Give the number of lines below that hold "IntoIterator", and only that.

(RECORDS FOR THIS EXERCISE begins)

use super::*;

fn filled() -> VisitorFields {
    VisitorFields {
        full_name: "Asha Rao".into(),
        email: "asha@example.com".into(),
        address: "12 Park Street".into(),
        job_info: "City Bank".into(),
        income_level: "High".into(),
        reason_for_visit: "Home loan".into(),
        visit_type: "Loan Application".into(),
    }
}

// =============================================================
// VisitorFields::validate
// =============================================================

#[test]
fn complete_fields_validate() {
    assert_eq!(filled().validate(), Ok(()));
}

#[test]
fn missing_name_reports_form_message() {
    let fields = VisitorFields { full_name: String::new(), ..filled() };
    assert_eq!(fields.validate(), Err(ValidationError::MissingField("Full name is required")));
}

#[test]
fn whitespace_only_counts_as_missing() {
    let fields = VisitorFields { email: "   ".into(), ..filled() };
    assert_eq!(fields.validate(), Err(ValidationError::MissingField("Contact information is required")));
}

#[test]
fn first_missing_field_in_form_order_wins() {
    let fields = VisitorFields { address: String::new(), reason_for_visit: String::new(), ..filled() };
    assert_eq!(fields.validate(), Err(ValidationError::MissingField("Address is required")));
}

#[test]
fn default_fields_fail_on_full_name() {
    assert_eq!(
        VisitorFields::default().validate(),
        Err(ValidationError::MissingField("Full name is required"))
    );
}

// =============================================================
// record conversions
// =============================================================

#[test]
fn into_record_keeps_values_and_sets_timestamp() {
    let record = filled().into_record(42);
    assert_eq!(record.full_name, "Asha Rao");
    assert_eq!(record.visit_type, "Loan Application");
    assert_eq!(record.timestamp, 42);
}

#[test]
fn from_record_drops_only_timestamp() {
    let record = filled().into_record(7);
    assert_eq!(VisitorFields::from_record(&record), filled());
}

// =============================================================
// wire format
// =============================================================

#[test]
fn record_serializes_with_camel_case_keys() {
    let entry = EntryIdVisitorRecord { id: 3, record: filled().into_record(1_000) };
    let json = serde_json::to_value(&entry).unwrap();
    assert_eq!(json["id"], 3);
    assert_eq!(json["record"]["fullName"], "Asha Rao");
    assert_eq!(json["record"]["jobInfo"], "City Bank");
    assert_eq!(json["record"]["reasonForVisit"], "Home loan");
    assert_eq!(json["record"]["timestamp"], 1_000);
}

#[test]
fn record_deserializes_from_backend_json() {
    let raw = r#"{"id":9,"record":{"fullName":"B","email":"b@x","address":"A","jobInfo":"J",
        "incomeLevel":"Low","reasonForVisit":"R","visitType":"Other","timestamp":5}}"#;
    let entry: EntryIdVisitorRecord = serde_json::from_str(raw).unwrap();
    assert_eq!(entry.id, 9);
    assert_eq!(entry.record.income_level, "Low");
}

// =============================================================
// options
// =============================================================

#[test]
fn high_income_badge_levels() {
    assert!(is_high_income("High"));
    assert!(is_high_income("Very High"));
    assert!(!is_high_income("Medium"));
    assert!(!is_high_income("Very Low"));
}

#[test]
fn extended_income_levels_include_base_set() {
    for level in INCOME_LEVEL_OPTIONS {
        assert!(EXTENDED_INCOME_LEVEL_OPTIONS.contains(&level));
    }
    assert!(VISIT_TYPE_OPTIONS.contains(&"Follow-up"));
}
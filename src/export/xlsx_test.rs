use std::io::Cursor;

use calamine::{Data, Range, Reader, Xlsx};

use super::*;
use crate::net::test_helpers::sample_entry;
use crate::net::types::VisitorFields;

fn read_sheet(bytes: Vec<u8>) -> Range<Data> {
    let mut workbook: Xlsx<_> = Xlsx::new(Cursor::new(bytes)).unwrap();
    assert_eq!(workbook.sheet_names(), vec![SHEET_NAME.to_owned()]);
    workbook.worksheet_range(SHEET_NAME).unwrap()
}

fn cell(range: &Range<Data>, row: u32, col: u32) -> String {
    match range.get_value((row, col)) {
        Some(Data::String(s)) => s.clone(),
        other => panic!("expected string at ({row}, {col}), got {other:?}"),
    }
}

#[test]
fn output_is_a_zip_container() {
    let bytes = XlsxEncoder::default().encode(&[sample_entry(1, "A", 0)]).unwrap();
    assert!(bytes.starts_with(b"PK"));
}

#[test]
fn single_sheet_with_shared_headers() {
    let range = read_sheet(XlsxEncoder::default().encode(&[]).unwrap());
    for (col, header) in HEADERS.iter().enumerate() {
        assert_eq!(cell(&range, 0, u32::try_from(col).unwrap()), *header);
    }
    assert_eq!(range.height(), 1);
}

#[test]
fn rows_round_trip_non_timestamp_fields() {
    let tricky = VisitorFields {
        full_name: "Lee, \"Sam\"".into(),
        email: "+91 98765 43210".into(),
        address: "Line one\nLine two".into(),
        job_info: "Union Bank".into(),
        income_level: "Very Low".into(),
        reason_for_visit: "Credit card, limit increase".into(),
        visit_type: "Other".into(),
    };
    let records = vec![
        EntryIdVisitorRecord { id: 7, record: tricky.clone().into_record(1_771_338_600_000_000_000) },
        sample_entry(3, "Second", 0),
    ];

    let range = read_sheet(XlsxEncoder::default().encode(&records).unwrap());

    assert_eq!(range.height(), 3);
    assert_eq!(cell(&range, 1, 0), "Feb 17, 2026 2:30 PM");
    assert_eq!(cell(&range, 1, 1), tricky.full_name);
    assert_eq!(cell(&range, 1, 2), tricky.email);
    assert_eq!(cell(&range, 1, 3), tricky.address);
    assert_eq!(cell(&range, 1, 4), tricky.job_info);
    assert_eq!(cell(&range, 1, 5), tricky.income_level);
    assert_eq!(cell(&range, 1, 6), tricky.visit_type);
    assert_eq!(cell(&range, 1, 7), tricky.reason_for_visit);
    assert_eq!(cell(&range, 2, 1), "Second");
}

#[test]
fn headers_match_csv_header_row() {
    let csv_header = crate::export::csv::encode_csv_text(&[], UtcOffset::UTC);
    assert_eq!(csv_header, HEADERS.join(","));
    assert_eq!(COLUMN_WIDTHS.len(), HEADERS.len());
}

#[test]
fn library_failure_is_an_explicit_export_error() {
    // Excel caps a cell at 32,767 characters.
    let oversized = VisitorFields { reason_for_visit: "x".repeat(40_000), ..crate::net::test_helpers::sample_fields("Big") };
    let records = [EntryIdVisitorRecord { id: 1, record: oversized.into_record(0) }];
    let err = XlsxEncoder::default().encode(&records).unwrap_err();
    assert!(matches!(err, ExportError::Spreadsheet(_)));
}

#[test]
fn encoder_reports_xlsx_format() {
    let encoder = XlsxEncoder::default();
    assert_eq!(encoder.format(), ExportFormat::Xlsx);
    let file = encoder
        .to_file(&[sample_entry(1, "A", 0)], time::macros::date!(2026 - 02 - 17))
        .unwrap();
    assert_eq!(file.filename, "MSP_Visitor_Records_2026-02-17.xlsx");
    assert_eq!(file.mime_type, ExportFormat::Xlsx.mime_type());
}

(RECORDS FOR THIS EXERCISE ends)
(RECORDS FOR THIS EXERCISE begins)

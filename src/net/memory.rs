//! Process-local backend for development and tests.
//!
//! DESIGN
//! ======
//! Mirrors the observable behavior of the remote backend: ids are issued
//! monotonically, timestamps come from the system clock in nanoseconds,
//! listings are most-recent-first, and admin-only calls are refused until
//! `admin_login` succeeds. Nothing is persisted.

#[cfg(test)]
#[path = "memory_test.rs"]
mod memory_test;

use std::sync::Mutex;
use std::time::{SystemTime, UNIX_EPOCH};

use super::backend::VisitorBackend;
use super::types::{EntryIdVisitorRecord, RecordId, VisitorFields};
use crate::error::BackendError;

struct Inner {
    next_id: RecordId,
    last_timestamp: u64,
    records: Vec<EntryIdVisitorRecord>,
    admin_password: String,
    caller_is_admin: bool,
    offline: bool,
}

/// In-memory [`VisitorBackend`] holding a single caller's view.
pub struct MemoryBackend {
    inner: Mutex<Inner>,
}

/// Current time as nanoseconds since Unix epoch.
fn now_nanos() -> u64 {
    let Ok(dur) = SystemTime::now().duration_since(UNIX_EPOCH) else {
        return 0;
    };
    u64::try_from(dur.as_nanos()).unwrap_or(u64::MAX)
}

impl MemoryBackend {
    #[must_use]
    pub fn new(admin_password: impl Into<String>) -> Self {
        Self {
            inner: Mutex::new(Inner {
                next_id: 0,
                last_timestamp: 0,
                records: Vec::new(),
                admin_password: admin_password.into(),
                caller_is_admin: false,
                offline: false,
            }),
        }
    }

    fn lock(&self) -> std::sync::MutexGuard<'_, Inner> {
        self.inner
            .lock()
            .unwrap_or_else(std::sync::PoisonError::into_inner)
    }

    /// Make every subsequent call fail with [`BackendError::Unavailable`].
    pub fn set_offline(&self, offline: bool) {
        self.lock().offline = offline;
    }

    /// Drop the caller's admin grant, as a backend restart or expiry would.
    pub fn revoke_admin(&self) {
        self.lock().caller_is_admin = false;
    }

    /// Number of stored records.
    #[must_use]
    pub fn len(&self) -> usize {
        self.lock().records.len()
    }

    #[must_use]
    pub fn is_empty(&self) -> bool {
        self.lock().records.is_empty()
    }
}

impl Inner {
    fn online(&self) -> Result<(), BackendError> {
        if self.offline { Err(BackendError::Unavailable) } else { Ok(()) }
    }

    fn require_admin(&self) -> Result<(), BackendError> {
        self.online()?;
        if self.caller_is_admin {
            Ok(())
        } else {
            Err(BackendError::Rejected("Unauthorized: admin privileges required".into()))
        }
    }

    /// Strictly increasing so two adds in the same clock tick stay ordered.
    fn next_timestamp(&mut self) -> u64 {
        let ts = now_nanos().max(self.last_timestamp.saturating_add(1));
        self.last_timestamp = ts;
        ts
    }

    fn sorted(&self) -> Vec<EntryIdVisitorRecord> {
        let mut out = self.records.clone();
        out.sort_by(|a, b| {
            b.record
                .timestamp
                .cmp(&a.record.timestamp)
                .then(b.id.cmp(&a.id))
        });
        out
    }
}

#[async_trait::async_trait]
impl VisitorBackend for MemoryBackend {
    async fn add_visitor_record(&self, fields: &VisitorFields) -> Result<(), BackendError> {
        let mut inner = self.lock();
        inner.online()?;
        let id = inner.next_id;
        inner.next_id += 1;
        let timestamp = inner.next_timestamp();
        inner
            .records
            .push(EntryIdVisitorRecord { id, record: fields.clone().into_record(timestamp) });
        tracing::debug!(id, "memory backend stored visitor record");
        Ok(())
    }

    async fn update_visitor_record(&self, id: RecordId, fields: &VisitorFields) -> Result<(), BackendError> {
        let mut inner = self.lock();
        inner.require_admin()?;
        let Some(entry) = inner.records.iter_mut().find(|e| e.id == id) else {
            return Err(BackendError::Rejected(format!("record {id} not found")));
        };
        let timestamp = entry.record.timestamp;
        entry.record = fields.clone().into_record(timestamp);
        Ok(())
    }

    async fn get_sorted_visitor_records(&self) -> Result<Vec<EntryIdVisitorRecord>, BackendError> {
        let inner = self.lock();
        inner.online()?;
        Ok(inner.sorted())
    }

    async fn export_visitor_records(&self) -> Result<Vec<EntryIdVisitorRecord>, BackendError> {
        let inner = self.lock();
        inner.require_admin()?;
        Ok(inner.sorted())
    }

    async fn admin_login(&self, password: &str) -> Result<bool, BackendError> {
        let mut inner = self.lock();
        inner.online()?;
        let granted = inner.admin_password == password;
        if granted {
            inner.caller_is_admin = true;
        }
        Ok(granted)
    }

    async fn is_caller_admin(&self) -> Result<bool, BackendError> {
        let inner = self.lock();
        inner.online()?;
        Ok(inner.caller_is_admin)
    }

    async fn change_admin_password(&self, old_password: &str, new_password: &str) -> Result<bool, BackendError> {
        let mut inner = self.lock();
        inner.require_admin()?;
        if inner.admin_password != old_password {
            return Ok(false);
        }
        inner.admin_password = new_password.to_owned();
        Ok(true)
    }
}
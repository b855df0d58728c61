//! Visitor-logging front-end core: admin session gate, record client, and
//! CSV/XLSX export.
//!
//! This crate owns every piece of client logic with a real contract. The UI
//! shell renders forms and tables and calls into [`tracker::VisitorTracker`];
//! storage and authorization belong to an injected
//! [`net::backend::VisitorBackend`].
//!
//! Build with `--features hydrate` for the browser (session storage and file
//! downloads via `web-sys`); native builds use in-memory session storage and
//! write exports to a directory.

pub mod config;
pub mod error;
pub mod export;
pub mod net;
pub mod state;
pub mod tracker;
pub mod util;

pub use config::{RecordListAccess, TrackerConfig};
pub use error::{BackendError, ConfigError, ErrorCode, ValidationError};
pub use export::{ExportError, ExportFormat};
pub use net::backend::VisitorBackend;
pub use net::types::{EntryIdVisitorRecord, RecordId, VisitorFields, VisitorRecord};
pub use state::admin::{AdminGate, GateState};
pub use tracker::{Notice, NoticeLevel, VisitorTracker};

(RECORDS FOR THIS EXERCISE ends)
(RECORDS FOR THIS EXERCISE begins)

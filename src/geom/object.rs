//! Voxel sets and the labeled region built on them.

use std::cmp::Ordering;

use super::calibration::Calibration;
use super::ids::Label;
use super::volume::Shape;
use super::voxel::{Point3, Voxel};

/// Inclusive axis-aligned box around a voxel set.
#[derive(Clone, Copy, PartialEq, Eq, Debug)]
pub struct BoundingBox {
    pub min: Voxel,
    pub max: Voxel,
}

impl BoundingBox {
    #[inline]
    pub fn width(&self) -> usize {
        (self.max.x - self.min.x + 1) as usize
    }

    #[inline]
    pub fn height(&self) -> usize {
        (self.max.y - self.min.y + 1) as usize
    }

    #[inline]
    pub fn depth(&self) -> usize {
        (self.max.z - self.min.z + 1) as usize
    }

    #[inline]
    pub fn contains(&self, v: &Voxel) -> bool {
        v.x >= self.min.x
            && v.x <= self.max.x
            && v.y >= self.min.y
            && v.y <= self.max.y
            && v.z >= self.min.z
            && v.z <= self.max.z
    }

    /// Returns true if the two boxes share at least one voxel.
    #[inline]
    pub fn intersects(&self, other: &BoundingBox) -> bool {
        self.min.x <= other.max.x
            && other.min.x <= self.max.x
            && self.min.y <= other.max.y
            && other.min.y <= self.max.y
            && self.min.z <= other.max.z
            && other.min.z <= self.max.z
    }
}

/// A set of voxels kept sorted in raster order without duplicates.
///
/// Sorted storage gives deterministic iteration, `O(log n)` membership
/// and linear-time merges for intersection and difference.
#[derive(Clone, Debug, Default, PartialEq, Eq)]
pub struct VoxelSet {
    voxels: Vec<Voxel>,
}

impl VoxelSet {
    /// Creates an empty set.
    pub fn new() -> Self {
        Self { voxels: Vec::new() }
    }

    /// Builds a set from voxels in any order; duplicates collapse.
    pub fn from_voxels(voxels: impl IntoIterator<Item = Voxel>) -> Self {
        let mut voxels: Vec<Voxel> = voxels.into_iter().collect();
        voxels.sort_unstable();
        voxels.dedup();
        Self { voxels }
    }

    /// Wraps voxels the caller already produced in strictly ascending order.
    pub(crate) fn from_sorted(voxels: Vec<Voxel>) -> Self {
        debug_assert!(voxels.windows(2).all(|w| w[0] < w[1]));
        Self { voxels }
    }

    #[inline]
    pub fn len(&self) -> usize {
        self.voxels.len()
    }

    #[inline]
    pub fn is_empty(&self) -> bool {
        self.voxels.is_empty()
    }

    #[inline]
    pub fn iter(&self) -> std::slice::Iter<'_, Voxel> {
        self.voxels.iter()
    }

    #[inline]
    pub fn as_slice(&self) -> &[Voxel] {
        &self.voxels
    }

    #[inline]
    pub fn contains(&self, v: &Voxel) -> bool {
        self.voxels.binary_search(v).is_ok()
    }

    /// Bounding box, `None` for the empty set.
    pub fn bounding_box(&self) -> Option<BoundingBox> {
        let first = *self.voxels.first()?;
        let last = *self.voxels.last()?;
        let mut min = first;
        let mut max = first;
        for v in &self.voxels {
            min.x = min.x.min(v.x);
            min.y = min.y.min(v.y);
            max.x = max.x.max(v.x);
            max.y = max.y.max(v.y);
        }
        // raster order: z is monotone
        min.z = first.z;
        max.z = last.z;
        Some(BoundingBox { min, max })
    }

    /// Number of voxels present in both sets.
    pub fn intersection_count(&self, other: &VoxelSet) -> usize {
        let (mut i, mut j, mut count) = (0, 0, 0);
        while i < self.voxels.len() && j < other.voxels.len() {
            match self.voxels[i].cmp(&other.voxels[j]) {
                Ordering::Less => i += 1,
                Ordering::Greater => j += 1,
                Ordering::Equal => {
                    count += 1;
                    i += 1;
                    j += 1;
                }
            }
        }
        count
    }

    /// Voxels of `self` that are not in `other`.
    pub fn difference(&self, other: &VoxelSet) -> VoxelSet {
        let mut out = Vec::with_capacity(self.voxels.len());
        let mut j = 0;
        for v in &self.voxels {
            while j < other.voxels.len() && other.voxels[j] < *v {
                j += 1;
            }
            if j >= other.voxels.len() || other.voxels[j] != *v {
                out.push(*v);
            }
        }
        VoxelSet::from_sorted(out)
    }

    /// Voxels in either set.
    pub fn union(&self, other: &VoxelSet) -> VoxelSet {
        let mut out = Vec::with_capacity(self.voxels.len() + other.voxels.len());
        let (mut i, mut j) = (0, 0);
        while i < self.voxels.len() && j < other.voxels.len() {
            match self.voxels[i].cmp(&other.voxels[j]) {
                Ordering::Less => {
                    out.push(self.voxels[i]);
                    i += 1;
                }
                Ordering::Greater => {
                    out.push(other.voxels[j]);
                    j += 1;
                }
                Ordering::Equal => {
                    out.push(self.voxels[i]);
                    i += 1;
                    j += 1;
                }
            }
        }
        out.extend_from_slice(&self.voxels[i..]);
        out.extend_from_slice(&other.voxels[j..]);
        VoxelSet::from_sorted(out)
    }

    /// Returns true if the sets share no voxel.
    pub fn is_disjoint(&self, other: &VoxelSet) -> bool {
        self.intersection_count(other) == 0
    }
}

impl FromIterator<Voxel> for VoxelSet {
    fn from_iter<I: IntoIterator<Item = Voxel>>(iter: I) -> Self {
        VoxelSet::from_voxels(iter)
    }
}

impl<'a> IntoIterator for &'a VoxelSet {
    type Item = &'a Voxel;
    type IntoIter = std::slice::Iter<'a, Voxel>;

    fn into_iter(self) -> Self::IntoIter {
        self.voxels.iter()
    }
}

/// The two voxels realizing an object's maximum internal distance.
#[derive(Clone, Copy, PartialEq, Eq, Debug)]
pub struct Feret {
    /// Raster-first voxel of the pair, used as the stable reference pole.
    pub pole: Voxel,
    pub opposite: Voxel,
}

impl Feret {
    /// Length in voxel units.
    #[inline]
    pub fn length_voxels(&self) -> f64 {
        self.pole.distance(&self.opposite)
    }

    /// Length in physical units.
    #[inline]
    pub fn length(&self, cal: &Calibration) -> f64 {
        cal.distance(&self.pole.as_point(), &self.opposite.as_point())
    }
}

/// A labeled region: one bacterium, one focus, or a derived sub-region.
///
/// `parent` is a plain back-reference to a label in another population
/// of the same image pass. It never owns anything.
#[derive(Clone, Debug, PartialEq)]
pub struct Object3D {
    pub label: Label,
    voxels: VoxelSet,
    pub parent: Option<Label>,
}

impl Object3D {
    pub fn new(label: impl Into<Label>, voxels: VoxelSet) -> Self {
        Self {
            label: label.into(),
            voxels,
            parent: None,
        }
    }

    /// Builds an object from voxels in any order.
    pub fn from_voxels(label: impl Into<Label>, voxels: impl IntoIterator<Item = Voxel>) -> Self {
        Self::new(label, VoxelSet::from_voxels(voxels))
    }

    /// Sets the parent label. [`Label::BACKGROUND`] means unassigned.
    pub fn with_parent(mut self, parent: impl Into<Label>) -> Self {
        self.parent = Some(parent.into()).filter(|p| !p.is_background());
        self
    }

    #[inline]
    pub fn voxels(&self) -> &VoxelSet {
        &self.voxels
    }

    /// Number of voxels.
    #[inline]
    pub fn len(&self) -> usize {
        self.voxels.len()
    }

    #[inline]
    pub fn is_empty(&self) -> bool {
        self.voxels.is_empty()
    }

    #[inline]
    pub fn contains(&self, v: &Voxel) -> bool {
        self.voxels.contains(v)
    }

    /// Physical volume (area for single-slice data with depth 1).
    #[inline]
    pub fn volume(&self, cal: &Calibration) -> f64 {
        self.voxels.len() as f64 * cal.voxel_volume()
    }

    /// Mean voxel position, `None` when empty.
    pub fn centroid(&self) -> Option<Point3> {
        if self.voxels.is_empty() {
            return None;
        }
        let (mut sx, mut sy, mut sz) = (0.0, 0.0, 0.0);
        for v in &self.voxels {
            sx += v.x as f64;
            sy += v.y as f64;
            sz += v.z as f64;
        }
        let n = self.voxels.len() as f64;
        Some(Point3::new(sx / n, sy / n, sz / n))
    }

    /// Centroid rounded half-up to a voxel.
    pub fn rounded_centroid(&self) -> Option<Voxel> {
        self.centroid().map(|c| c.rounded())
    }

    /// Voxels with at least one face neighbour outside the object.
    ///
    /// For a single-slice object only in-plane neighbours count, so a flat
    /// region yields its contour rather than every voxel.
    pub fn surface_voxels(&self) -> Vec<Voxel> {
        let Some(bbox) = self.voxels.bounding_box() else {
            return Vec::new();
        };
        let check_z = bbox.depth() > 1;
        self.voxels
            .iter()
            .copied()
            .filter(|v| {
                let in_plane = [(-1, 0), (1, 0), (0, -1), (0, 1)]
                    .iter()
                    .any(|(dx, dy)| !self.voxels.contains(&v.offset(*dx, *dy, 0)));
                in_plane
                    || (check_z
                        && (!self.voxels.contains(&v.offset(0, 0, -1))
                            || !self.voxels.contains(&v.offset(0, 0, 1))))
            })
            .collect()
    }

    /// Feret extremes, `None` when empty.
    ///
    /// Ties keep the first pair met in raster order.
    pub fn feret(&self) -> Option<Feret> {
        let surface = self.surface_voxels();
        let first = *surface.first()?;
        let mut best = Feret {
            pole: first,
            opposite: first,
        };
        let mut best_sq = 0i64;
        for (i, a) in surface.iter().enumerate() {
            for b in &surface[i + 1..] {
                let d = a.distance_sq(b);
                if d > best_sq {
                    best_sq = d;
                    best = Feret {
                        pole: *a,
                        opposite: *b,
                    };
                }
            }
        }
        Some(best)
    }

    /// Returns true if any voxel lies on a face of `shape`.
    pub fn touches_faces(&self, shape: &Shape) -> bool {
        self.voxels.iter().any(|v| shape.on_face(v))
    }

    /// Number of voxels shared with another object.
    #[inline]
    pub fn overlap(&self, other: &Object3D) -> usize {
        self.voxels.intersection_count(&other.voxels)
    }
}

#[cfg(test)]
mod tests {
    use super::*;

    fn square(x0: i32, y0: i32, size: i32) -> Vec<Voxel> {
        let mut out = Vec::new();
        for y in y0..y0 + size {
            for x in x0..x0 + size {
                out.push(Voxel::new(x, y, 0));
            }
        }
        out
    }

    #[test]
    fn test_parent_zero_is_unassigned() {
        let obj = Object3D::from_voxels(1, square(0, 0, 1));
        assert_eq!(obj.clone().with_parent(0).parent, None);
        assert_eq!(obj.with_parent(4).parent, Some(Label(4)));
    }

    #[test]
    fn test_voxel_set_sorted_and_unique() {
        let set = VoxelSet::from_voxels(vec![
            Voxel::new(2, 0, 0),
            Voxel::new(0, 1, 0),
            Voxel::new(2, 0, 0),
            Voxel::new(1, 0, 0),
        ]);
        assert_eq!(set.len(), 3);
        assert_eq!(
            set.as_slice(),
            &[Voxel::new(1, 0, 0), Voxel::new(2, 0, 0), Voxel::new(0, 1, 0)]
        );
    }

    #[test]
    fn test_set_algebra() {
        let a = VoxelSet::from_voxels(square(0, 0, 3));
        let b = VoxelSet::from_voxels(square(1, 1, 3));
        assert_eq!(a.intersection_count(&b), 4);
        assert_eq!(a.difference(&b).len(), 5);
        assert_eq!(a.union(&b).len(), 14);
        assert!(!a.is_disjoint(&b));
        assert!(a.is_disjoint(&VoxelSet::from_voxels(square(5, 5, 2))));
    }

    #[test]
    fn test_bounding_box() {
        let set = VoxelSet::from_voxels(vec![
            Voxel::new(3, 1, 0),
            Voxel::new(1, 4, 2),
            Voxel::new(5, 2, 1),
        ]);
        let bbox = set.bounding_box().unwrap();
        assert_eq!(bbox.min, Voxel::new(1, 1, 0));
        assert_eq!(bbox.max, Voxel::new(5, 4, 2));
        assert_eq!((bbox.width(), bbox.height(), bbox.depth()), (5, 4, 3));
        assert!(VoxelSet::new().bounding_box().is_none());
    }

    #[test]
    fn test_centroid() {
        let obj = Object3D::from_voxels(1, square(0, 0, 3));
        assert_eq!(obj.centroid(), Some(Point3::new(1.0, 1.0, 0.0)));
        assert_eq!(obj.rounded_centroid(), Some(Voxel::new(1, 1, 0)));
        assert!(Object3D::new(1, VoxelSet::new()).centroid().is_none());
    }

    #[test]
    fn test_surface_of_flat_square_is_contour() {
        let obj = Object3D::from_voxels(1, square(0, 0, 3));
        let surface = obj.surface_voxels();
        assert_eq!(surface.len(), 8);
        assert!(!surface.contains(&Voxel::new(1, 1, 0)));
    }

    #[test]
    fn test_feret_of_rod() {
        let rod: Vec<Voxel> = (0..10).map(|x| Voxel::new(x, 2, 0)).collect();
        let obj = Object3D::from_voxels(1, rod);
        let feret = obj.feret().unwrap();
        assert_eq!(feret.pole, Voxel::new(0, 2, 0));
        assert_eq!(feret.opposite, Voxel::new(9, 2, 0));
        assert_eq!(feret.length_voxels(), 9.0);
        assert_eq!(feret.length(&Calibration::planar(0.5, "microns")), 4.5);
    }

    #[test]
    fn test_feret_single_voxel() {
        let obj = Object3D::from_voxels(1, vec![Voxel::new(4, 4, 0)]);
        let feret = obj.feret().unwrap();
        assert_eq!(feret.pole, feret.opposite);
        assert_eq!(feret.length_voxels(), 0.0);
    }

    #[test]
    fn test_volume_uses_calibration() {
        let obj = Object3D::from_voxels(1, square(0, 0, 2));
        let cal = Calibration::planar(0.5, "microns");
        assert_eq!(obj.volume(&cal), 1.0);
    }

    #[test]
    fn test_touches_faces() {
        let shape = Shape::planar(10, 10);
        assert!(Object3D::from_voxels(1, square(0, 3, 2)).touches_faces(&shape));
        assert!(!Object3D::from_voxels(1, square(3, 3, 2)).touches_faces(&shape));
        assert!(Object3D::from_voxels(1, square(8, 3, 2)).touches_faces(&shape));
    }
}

(RECORDS FOR THIS EXERCISE ends)

> [RESULT BELOW]: 4